### [Problem description]
For each line below, check for the word "FacebookCover", then state how many lines contain it, with no other output.

[Records contained in a dataset]

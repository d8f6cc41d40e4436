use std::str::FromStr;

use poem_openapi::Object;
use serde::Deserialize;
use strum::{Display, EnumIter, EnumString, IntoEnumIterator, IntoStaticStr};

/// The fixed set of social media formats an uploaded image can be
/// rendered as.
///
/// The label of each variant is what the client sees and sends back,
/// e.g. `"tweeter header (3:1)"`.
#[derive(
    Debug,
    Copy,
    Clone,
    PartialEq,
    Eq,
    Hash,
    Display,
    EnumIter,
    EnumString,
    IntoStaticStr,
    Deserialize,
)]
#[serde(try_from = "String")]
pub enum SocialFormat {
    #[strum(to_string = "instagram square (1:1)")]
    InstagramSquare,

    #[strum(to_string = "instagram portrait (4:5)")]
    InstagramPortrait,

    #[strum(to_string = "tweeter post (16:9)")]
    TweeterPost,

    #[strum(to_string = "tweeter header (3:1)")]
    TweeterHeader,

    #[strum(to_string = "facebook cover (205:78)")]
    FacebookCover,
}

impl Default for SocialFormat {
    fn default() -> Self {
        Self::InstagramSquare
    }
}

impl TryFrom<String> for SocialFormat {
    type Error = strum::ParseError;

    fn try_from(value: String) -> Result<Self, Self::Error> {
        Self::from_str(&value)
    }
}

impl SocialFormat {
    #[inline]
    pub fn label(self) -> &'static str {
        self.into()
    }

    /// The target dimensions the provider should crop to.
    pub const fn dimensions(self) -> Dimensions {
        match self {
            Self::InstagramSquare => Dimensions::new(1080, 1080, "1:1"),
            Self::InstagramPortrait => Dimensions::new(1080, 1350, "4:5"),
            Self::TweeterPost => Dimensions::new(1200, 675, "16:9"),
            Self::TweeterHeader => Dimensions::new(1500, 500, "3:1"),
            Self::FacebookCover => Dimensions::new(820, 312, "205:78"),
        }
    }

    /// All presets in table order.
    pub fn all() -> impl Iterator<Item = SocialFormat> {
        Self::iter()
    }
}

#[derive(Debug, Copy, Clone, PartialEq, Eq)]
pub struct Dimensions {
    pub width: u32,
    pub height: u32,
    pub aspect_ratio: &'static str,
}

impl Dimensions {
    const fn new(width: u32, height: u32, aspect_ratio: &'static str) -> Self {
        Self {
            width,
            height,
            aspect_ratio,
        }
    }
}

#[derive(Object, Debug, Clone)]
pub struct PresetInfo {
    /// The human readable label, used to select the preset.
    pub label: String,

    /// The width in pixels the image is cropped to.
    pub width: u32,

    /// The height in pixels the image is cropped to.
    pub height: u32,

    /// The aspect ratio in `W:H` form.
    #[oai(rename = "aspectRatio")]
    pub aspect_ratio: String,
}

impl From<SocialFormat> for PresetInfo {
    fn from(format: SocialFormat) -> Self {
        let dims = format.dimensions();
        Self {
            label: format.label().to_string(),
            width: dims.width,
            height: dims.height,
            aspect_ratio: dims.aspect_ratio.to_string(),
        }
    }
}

### [Output for this exercise]
2